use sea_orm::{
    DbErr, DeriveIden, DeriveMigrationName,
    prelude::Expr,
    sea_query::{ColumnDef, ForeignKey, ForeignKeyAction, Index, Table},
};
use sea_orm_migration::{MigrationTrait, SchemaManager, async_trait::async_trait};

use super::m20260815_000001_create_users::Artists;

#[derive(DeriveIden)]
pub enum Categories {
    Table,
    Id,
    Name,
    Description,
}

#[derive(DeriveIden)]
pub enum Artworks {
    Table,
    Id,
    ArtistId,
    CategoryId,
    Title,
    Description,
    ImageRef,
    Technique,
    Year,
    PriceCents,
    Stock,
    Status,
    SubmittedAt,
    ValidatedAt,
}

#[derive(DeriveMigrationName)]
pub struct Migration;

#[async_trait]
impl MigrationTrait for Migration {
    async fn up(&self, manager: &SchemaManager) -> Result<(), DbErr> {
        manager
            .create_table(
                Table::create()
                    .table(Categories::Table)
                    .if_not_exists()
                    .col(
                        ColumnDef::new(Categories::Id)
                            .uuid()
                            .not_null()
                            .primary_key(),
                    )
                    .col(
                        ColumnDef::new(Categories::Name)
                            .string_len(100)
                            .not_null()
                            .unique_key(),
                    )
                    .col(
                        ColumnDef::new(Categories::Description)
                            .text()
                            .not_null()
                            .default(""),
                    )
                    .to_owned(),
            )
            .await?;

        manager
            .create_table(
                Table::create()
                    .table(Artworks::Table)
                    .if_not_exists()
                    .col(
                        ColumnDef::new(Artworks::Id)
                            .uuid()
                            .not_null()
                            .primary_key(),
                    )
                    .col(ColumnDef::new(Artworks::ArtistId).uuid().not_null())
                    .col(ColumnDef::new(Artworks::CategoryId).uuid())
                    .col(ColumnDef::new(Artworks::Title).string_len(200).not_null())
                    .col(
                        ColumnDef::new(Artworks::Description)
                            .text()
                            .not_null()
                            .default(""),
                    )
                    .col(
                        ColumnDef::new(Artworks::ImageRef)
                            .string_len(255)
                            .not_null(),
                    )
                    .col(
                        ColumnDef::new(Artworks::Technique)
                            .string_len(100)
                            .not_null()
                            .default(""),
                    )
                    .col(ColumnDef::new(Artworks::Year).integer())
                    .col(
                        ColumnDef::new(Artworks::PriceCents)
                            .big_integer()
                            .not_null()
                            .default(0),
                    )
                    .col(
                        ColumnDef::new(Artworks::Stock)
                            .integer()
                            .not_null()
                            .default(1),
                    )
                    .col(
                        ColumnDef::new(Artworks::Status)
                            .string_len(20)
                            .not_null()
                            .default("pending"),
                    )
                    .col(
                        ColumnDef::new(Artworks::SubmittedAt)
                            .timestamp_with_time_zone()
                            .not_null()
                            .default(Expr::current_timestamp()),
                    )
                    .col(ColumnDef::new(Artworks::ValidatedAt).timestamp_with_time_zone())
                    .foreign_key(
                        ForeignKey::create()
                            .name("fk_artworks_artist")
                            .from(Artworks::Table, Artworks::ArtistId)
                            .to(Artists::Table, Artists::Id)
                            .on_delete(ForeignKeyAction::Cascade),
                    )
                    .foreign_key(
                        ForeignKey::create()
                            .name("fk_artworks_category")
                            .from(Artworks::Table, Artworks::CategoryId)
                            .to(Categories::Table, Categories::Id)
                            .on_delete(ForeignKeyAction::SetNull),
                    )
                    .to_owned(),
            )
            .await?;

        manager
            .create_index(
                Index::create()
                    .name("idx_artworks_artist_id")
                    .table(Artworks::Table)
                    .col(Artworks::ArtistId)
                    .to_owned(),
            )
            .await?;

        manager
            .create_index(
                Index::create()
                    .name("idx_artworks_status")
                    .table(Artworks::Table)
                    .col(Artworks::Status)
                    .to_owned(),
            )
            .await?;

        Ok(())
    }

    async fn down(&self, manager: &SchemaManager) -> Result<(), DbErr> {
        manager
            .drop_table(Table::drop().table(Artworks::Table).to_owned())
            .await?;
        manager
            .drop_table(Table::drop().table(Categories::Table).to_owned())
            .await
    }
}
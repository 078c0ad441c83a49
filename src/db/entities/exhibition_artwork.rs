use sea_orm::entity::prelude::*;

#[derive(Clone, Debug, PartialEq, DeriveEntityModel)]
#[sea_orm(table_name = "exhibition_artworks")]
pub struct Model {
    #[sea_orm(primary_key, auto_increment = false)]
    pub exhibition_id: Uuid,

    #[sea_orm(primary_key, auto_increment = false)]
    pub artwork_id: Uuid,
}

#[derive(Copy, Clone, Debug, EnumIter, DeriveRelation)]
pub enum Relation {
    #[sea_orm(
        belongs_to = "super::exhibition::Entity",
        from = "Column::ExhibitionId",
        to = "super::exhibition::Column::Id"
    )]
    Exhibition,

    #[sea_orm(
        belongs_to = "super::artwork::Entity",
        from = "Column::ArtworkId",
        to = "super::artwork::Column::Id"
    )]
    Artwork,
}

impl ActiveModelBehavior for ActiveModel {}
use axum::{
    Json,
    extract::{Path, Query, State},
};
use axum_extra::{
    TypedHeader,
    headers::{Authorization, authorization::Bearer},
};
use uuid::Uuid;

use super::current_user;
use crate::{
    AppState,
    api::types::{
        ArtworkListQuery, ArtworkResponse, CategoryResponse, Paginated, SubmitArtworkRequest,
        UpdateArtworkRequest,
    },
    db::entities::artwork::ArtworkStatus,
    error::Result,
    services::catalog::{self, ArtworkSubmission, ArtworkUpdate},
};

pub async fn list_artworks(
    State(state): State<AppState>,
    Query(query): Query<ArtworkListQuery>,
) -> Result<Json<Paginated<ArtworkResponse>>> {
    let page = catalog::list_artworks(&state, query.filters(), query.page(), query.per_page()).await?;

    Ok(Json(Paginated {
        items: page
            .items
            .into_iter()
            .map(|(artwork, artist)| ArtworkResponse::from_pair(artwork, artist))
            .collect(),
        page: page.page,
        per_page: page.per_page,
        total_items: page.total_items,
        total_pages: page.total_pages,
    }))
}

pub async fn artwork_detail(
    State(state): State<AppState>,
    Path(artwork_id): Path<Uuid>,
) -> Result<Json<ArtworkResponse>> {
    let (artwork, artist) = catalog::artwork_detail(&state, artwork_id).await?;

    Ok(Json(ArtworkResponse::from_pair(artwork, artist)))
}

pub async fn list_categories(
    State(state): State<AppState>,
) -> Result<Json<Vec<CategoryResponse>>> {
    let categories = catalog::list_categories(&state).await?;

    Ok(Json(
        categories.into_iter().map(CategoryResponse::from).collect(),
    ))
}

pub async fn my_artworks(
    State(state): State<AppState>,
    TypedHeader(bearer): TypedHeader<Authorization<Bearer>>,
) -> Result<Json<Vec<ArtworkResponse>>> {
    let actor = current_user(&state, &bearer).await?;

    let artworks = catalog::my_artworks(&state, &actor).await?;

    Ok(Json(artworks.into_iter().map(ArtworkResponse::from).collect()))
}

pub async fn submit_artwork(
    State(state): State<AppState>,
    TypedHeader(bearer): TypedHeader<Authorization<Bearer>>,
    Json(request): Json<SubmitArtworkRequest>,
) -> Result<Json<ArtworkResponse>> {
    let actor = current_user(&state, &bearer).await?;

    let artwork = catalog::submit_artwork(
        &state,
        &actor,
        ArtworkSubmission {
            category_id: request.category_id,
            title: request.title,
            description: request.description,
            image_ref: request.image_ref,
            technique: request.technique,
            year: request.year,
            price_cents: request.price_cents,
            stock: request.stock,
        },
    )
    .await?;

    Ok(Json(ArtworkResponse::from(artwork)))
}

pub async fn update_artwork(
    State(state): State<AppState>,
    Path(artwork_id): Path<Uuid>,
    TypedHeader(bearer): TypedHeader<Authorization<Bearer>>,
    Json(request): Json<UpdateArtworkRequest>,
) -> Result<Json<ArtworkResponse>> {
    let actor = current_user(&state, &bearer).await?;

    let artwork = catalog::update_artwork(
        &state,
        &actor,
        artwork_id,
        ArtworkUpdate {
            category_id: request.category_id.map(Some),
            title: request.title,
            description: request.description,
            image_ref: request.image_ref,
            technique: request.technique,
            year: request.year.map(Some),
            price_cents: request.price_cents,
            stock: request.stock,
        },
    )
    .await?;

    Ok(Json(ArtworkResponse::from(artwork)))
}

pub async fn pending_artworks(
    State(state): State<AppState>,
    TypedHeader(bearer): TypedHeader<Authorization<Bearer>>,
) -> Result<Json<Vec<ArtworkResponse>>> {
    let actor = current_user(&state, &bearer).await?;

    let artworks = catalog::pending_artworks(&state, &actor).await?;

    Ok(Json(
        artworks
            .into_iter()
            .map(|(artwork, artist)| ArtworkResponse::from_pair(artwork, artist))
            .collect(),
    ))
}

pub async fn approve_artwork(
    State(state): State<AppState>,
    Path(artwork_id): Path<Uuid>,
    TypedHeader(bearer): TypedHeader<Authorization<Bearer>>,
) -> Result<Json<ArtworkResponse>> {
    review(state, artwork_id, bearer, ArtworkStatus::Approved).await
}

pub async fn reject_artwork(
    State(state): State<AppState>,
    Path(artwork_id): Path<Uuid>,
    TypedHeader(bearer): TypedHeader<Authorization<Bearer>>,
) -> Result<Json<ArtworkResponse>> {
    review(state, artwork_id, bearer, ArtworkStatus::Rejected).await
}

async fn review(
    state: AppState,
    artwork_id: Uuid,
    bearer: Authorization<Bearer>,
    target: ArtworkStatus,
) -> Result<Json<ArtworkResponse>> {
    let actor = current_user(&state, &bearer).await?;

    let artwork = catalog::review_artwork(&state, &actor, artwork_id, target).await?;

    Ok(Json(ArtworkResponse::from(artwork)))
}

AIM OF THE EXERCISE
Each line in the listing above that includes "impl" is to be copied.

RESPONSE BOX
impl MigrationTrait for Migration {
impl ActiveModelBehavior for ActiveModel {}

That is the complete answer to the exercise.